Slowed vesicle priming and enhanced synaptic depression at
syntaxin-1B deficient calyceal synapses
Jianli Guo*, Xuefeng Wang, Hao Tian, Jianyuan Sun#
*Presentation author
#contact author: jysun@ibp.ac.cn ; ++86-10-6488-8537
Institute of Biophysics, Chinese Academy of Sciences
State Key Laboratory of Brain and Cognitive Science
Beijing 100101, China
Key words: Syntaxin 1B; exocytosis; priming; synapse; short term plasticity
Abstract
Syntaxin 1(STX1), including STX1A and STX1B, is a SNARE protein located at
presynaptic membrane and considered to be critical for synaptic vesicle priming and
fusion.

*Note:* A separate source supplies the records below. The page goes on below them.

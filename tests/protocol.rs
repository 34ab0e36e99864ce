// SPDX-License-Identifier: MIT
// © 2025–2026 Christopher Liu

//! Master-to-motor-board loopback.
//!
//! Frames leave through the master's [`CommandLink`], are reassembled byte by byte by the
//! motor-driver [`Parser`] and land on a [`MotorDriver`] with simulated PWM outputs.
//!
//! Run with: `cargo test --test protocol`

use embedded_hal::{blocking::i2c::Write, PwmPin};
use rover::config::MOTOR_DRIVER_ADDR;
use rover::drivers::{HBridge, MotorDriver};
use rover::protocol::{Command, CommandLink, LinkError, Parser, RetryPolicy};

// ============================================================================
// Simulated motor board
// ============================================================================

const MAX_DUTY: u16 = 800;

struct SimPwm {
    duty: u16,
}

impl PwmPin for SimPwm {
    type Duty = u16;

    fn disable(&mut self) {}

    fn enable(&mut self) {}

    fn get_duty(&self) -> u16 {
        self.duty
    }

    fn get_max_duty(&self) -> u16 {
        MAX_DUTY
    }

    fn set_duty(&mut self, duty: u16) {
        self.duty = duty;
    }
}

fn bridge() -> HBridge<SimPwm, SimPwm> {
    HBridge::new(SimPwm { duty: 0 }, SimPwm { duty: 0 })
}

#[derive(Debug, PartialEq)]
struct Nack;

/// I²C target at `addr` feeding a parser and motor driver, one byte at a time.
struct MotorBoard {
    addr: u8,
    parser: Parser,
    driver: MotorDriver<SimPwm, SimPwm, SimPwm, SimPwm>,
}

impl MotorBoard {
    fn new(addr: u8) -> Self {
        Self {
            addr,
            parser: Parser::new(),
            driver: MotorDriver::new(bridge(), bridge()),
        }
    }

    fn duties(&self) -> [(u16, u16); 2] {
        [self.driver.left().duties(), self.driver.right().duties()]
    }
}

impl Write for MotorBoard {
    type Error = Nack;

    fn write(&mut self, addr: u8, bytes: &[u8]) -> Result<(), Nack> {
        if addr != self.addr {
            return Err(Nack);
        }
        for &b in bytes {
            self.parser.push(b);
        }
        if let Some(frame) = self.parser.end_transaction() {
            self.driver.apply(frame);
        }
        Ok(())
    }
}

// ============================================================================
// Tests
// ============================================================================

#[test]
fn commands_reach_the_bridges() {
    let mut link = CommandLink::new(MotorBoard::new(MOTOR_DRIVER_ADDR), MOTOR_DRIVER_ADDR);

    link.send(Command::Forward, 255).unwrap();
    assert_eq!(link.bus().duties(), [(800, 0), (800, 0)]);

    link.send(Command::ForwardLeft, 200).unwrap();
    link.send(Command::ForwardRight, 255).unwrap();
    assert_eq!(link.bus().duties(), [(627, 0), (800, 0)]);

    link.send(Command::TurnRight, 255).unwrap();
    assert_eq!(link.bus().duties(), [(800, 0), (0, 800)]);

    link.send(Command::Brake, 255).unwrap();
    assert_eq!(link.bus().duties(), [(800, 800), (800, 800)]);

    assert_eq!(link.bus().driver.applied(), 5);
    assert_eq!(link.bus().parser.dropped(), 0);
    assert_eq!(link.stats().sent, 5);
}

#[test]
fn malformed_transactions_leave_motors_alone() {
    let mut board = MotorBoard::new(MOTOR_DRIVER_ADDR);
    board.write(MOTOR_DRIVER_ADDR, &[6, 255]).unwrap();

    // Short, long and unknown-code payloads are all dropped.
    board.write(MOTOR_DRIVER_ADDR, &[3]).unwrap();
    board.write(MOTOR_DRIVER_ADDR, &[3, 255, 0]).unwrap();
    board.write(MOTOR_DRIVER_ADDR, &[0x42, 10]).unwrap();

    assert_eq!(board.parser.dropped(), 3);
    assert_eq!(board.driver.applied(), 1);
    assert_eq!(board.duties(), [(800, 0), (800, 0)]);

    // The next good frame still goes through.
    board.write(MOTOR_DRIVER_ADDR, &[9, 51]).unwrap();
    assert_eq!(board.duties(), [(0, 160), (0, 160)]);
}

#[test]
fn wrong_address_is_never_acknowledged() {
    let mut link = CommandLink::new(MotorBoard::new(0x22), MOTOR_DRIVER_ADDR)
        .with_policy(RetryPolicy::Bounded(4));

    match link.send(Command::Forward, 255) {
        Err(LinkError::Unacknowledged { attempts, last }) => {
            assert_eq!(attempts, 4);
            assert_eq!(last, Nack);
        }
        other => panic!("unexpected {:?}", other),
    }
    assert_eq!(link.bus().driver.applied(), 0);
    assert_eq!(link.stats().failed, 1);
}
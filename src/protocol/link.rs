// SPDX-License-Identifier: MIT
// © 2025–2026 Christopher Liu

//! Master side of the command bus.
//!
//! [`CommandLink`] pushes two-byte frames to the motor-driver board over any bus implementing the
//! blocking `embedded-hal` I²C write trait. A write that is not acknowledged is retried, whole
//! frame at a time. By default it retries forever: an absent peer stalls the master rather than
//! letting it drive on without actuation.

use embedded_hal::blocking::i2c::Write;
use log::{debug, trace, warn};
use thiserror::Error;

use crate::protocol::messages::{Command, Frame};

/// How many times a frame is attempted before giving up.
#[derive(Copy, Clone, Debug, PartialEq, Eq)]
pub enum RetryPolicy {
    /// Keep retrying until the peer acknowledges.
    Forever,
    /// Give up after this many attempts (at least one is always made).
    Bounded(u32),
}

/// A frame that could not be delivered under [`RetryPolicy::Bounded`].
#[derive(Debug, Error)]
pub enum LinkError<E: core::fmt::Debug> {
    #[error("peer did not acknowledge after {attempts} attempts")]
    Unacknowledged { attempts: u32, last: E },
}

/// Delivery counters, for telemetry.
#[derive(Copy, Clone, Debug, Default, PartialEq, Eq)]
pub struct LinkStats {
    /// Frames acknowledged by the peer.
    pub sent: u32,
    /// Extra attempts spent on frames that were not acknowledged first time.
    pub retries: u32,
    /// Frames abandoned under a bounded policy.
    pub failed: u32,
}

pub struct CommandLink<B> {
    bus: B,
    addr: u8,
    policy: RetryPolicy,
    stats: LinkStats,
}

impl<B, E> CommandLink<B>
where
    B: Write<Error = E>,
    E: core::fmt::Debug,
{
    /// Create a link to the peer at 7-bit address `addr`, retrying forever.
    pub fn new(bus: B, addr: u8) -> Self {
        Self {
            bus,
            addr,
            policy: RetryPolicy::Forever,
            stats: LinkStats::default(),
        }
    }

    /// Replace the retry policy.
    pub fn with_policy(mut self, policy: RetryPolicy) -> Self {
        self.policy = policy;
        self
    }

    /// Send `cmd` with throttle `value`, blocking until the peer acknowledges.
    ///
    /// Under [`RetryPolicy::Forever`] this only returns `Ok`.
    pub fn send(&mut self, cmd: Command, value: u8) -> Result<(), LinkError<E>> {
        let bytes = Frame::new(cmd, value).to_bytes();
        let mut attempts: u32 = 0;

        loop {
            attempts = attempts.saturating_add(1);

            match self.bus.write(self.addr, &bytes) {
                Ok(()) => {
                    self.stats.sent = self.stats.sent.wrapping_add(1);
                    debug!("cmd {:?} value={} attempts={}", cmd, value, attempts);
                    return Ok(());
                }
                Err(e) => {
                    trace!("cmd {:?} not acknowledged: {:?}", cmd, e);

                    if let RetryPolicy::Bounded(max) = self.policy {
                        if attempts >= max.max(1) {
                            self.stats.failed = self.stats.failed.wrapping_add(1);
                            warn!("cmd {:?} dropped after {} attempts", cmd, attempts);
                            return Err(LinkError::Unacknowledged { attempts, last: e });
                        }
                    }

                    self.stats.retries = self.stats.retries.wrapping_add(1);
                }
            }
        }
    }

    #[inline]
    pub fn stats(&self) -> LinkStats {
        self.stats
    }

    #[inline]
    pub fn addr(&self) -> u8 {
        self.addr
    }

    /// Access the underlying bus.
    pub fn bus(&self) -> &B {
        &self.bus
    }

    /// Consume the link and return the bus.
    pub fn free(self) -> B {
        self.bus
    }
}

#[cfg(test)]
mod tests {
    use super::*;

    #[derive(Debug, PartialEq)]
    struct Nack;

    /// Bus that NACKs the first `failures` writes and records what it sends.
    struct FlakyBus {
        failures: u32,
        writes: u32,
        delivered: Vec<(u8, [u8; 2])>,
    }

    impl FlakyBus {
        fn new(failures: u32) -> Self {
            Self {
                failures,
                writes: 0,
                delivered: Vec::new(),
            }
        }
    }

    impl Write for FlakyBus {
        type Error = Nack;

        fn write(&mut self, addr: u8, bytes: &[u8]) -> Result<(), Nack> {
            self.writes += 1;
            if self.failures > 0 {
                self.failures -= 1;
                return Err(Nack);
            }
            self.delivered.push((addr, [bytes[0], bytes[1]]));
            Ok(())
        }
    }

    #[test]
    fn delivers_code_and_value_to_peer() {
        let mut link = CommandLink::new(FlakyBus::new(0), 0x5A);
        link.send(Command::ForwardLeft, 0xFF).unwrap();

        assert_eq!(link.bus().delivered, vec![(0x5A, [0x01, 0xFF])]);
        assert_eq!(link.stats().sent, 1);
        assert_eq!(link.stats().retries, 0);
    }

    #[test]
    fn retries_until_acknowledged() {
        let mut link = CommandLink::new(FlakyBus::new(25), 0x5A);
        link.send(Command::Brake, 255).unwrap();

        let bus = link.bus();
        assert_eq!(bus.writes, 26);
        assert_eq!(bus.delivered, vec![(0x5A, [0x03, 0xFF])]);
        assert_eq!(link.stats().retries, 25);
    }

    #[test]
    fn bounded_policy_reports_unacknowledged() {
        let mut link =
            CommandLink::new(FlakyBus::new(10), 0x5A).with_policy(RetryPolicy::Bounded(3));

        match link.send(Command::Forward, 200) {
            Err(LinkError::Unacknowledged { attempts, last }) => {
                assert_eq!(attempts, 3);
                assert_eq!(last, Nack);
            }
            other => panic!("unexpected {:?}", other),
        }
        assert_eq!(link.stats().failed, 1);
        assert!(link.bus().delivered.is_empty());
    }

    #[test]
    fn bounded_policy_still_delivers_within_budget() {
        let mut link =
            CommandLink::new(FlakyBus::new(2), 0x5A).with_policy(RetryPolicy::Bounded(3));
        link.send(Command::TurnLeft, 128).unwrap();
        assert_eq!(link.bus().delivered, vec![(0x5A, [0x08, 128])]);
    }
}
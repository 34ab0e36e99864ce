// SPDX-License-Identifier: MIT
// © 2025–2026 Christopher Liu

//! ADC1 support for STM32F7 using direct PAC register access.
//!
//! [`SensorAdc`] runs the sensor rotation: the end-of-conversion interrupt reads the result and
//! starts the next channel. It also offers blocking reads for [`SensorMux::reset_compass`], taken
//! with the interrupt masked.
//!
//! Rotation indices `0..7` are translated to physical ADC inputs through a channel table.
//!
//! [`SensorMux::reset_compass`]: crate::sensors::SensorMux::reset_compass

use stm32f7xx_hal::pac;

use crate::sensors::{AdcRead, AdcRotation};

/// ADC1 driving the multiplexed sensor inputs.
pub struct SensorAdc {
    adc: pac::ADC1,
    inputs: [u8; 7],
}

fn configure_common() {
    let common = unsafe { &*pac::ADC_COMMON::ptr() };

    // ADC prescaler: PCLK2 / 4
    common.ccr.modify(|_, w| w.adcpre().div4());
}

impl SensorAdc {
    /// Power up ADC1 in single-conversion mode. `inputs[i]` is the ADC channel behind rotation
    /// index `i`.
    pub fn new(adc: pac::ADC1, inputs: [u8; 7]) -> Self {
        let rcc = unsafe { &*pac::RCC::ptr() };
        rcc.apb2enr.modify(|_, w| w.adc1en().set_bit());

        configure_common();

        adc.cr2.modify(|_, w| w.adon().clear_bit());

        // 12-bit, right-aligned, software trigger, one conversion per start
        adc.cr1.modify(|_, w| w.res().bits(0b00).eocie().clear_bit());
        adc.cr2.modify(|_, w| {
            w.cont().clear_bit();
            w.align().right();
            w.exten().disabled();
            w.eocs().set_bit();
            w
        });
        adc.sqr1.modify(|_, w| w.l().bits(0));

        // Long sample time on every channel the rotation uses
        for &ch in inputs.iter() {
            set_sample_time(&adc, ch);
        }

        adc.cr2.modify(|_, w| w.adon().set_bit());

        Self { adc, inputs }
    }

    #[inline]
    fn input(&self, index: u8) -> u8 {
        self.inputs[(index as usize) % self.inputs.len()]
    }

    fn select_and_start(&mut self, index: u8) {
        let ch = self.input(index);
        self.adc
            .sqr3
            .modify(|_, w| unsafe { w.sq1().bits(ch & 0x1F) });
        self.adc.cr2.modify(|_, w| w.swstart().set_bit());
    }

    /// Read the finished conversion. Clears the end-of-conversion flag.
    #[inline]
    pub fn take_result(&mut self) -> u16 {
        self.adc.dr.read().data().bits()
    }

    pub fn free(self) -> pac::ADC1 {
        self.adc
    }
}

fn set_sample_time(adc: &pac::adc1::RegisterBlock, channel: u8) {
    match channel {
        0 => adc.smpr2.modify(|_, w| w.smp0().bits(0b111)),
        1 => adc.smpr2.modify(|_, w| w.smp1().bits(0b111)),
        2 => adc.smpr2.modify(|_, w| w.smp2().bits(0b111)),
        3 => adc.smpr2.modify(|_, w| w.smp3().bits(0b111)),
        4 => adc.smpr2.modify(|_, w| w.smp4().bits(0b111)),
        5 => adc.smpr2.modify(|_, w| w.smp5().bits(0b111)),
        6 => adc.smpr2.modify(|_, w| w.smp6().bits(0b111)),
        7 => adc.smpr2.modify(|_, w| w.smp7().bits(0b111)),
        8 => adc.smpr2.modify(|_, w| w.smp8().bits(0b111)),
        9 => adc.smpr2.modify(|_, w| w.smp9().bits(0b111)),
        10 => adc.smpr1.modify(|_, w| w.smp10().bits(0b111)),
        11 => adc.smpr1.modify(|_, w| w.smp11().bits(0b111)),
        12 => adc.smpr1.modify(|_, w| w.smp12().bits(0b111)),
        13 => adc.smpr1.modify(|_, w| w.smp13().bits(0b111)),
        14 => adc.smpr1.modify(|_, w| w.smp14().bits(0b111)),
        15 => adc.smpr1.modify(|_, w| w.smp15().bits(0b111)),
        _ => {}
    }
}

impl AdcRead for SensorAdc {
    /// Blocking conversion of rotation index `ch`.
    fn read_channel(&mut self, ch: u8) -> u16 {
        self.select_and_start(ch);
        while self.adc.sr.read().eoc().bit_is_clear() {}
        self.take_result()
    }
}

impl AdcRotation for SensorAdc {
    fn set_auto(&mut self, enabled: bool) {
        self.adc.cr1.modify(|_, w| w.eocie().bit(enabled));
    }

    fn wait_idle(&mut self) {
        // STRT stays set from the software start until the conversion ends
        if self.adc.sr.read().strt().bit_is_set() {
            while self.adc.sr.read().eoc().bit_is_clear() {}
            let _ = self.take_result();
        }
        self.adc.sr.modify(|_, w| w.strt().clear_bit());
    }

    fn start(&mut self, ch: u8) {
        self.select_and_start(ch);
    }
}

However, the previous studies have shown that homozygous STX1A KO mice
exhibited no significant phenotype both in synaptic vesicle release and animal survival.
To determine whether /how STX1B functions in vesicle priming and release kinetics , a
STX1B hypomorph mouse line(XT1B) was analyzed. Whole-cell patch clamp recordings
from these STX1B mutant Calyx of Held synapses showed fewer spontaneous
EPSC(mEPSC) and widened action potential-evoked EPSC(eEPSC). Under train stimulations,
STX1B mutation caused reduction of the eEPSC amplitude at steady state and the
enhancement of synaptic depression. Furthermore, STX1B deficiency largely slowed the
recovery of RRP after depletion, suggesting the impairment of vesicle priming . In
summary, this study shows that syntaxin 1B protein, as a critical determinant of vesicle
release efficiency, modulates releasable vesicle priming and vesicle exocytosis.